[Dataset excerpts]
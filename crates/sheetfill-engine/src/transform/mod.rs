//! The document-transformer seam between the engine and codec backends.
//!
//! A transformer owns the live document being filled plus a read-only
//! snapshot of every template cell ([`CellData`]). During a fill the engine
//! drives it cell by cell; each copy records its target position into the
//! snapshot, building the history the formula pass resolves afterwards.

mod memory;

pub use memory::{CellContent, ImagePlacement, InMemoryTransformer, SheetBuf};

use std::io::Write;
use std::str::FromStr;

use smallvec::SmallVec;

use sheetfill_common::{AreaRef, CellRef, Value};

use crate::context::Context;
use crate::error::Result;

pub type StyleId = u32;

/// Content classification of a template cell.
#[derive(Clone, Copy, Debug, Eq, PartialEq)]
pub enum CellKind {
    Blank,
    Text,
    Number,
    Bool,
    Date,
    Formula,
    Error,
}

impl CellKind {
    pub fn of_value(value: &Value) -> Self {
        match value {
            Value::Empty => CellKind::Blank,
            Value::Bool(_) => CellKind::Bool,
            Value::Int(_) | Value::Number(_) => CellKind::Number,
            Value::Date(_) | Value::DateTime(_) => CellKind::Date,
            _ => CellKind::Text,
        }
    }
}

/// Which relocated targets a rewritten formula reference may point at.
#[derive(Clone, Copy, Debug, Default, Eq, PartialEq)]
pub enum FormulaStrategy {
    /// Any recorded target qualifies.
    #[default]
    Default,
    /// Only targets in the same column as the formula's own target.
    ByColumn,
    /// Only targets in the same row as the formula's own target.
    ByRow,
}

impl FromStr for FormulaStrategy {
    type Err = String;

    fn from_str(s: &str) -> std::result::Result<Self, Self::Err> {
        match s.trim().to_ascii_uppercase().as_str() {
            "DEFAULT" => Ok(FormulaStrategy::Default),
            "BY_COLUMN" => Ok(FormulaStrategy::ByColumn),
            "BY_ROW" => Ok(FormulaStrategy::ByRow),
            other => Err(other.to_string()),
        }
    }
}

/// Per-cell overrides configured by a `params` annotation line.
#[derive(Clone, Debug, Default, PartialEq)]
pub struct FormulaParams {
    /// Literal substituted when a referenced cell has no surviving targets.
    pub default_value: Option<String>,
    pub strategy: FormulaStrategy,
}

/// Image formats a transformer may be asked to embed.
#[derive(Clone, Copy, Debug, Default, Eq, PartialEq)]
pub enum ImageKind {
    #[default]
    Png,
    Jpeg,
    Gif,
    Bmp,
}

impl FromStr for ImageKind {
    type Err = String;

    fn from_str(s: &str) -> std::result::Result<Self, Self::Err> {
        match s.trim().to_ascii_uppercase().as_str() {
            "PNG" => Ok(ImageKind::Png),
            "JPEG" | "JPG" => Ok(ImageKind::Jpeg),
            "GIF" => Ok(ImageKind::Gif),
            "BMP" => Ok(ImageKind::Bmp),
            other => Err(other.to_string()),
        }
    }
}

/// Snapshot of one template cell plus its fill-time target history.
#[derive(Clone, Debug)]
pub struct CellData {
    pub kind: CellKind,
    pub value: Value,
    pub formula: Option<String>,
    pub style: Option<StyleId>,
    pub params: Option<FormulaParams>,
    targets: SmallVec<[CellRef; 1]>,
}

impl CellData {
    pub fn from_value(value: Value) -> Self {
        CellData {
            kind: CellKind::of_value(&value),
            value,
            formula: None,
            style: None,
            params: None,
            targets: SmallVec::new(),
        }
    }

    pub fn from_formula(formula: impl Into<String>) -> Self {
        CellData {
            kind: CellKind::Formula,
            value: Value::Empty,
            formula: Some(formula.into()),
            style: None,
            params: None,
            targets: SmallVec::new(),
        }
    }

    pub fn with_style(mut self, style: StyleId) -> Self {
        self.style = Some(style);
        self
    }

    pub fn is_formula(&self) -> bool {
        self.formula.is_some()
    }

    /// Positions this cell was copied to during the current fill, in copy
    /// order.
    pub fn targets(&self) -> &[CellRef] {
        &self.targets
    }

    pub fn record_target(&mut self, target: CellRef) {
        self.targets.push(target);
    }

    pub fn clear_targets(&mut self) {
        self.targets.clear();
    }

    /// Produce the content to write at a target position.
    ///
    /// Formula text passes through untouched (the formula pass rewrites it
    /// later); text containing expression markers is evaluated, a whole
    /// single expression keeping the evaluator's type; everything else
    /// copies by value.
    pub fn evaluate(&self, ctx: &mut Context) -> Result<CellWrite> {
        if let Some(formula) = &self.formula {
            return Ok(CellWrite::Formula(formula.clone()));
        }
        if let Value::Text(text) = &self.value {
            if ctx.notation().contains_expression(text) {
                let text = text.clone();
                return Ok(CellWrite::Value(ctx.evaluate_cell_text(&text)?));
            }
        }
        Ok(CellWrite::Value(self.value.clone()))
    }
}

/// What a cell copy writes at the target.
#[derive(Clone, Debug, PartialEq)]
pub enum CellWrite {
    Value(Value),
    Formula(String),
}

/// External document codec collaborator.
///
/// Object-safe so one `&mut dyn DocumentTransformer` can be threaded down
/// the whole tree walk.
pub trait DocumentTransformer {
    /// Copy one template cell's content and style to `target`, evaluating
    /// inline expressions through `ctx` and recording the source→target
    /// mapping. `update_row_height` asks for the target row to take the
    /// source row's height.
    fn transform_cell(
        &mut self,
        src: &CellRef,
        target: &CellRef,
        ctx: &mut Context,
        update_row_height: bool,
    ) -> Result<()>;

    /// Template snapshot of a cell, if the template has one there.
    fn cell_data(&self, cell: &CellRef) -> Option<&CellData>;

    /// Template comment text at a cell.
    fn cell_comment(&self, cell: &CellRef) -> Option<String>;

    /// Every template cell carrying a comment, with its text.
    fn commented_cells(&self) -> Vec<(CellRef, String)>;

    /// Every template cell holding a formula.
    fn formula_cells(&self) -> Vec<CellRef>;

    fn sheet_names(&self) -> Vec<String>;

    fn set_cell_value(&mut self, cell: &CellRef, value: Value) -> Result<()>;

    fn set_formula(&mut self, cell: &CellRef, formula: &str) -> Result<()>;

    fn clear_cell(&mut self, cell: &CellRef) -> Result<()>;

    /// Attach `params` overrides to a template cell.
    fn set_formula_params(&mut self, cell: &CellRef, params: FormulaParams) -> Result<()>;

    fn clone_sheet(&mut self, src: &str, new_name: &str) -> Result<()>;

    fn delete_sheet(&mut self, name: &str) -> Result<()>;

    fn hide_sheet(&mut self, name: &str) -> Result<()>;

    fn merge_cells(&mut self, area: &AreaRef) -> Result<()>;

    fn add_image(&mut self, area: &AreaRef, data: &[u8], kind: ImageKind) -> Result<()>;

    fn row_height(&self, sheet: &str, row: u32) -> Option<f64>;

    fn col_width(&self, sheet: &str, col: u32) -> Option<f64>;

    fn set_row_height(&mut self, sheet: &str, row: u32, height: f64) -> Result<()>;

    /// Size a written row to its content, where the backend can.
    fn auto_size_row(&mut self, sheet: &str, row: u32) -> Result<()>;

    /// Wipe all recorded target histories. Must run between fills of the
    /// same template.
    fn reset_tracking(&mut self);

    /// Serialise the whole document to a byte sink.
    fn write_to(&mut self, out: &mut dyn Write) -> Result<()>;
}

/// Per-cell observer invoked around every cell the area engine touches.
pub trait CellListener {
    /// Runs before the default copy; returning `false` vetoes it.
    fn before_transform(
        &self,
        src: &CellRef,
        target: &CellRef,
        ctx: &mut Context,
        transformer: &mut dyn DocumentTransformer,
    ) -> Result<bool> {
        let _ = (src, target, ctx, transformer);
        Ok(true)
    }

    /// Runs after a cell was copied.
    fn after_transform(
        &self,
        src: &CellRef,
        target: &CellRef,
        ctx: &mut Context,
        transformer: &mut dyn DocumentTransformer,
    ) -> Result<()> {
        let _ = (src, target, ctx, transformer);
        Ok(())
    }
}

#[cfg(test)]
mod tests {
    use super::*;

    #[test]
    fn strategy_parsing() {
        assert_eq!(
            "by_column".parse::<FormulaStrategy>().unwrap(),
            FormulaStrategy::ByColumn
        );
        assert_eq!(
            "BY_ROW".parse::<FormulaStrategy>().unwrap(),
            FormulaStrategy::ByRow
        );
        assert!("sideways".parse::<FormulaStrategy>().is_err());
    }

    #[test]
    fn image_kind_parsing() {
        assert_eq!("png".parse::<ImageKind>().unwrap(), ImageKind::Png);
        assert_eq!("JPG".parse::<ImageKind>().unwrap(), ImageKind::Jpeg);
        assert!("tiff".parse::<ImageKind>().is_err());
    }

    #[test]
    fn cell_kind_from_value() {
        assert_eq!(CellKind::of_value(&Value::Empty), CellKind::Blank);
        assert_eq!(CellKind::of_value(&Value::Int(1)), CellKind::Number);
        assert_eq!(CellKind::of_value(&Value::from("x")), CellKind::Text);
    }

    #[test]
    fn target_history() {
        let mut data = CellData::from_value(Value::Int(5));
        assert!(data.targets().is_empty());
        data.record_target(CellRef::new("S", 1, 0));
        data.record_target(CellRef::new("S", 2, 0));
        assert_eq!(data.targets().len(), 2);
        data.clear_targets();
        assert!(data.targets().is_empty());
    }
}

Aim of the task: In the data above, find each line where the string "SmallVec" appears, then copy it.

Finished exercise:
use smallvec::SmallVec;
    targets: SmallVec<[CellRef; 1]>,
            targets: SmallVec::new(),
            targets: SmallVec::new(),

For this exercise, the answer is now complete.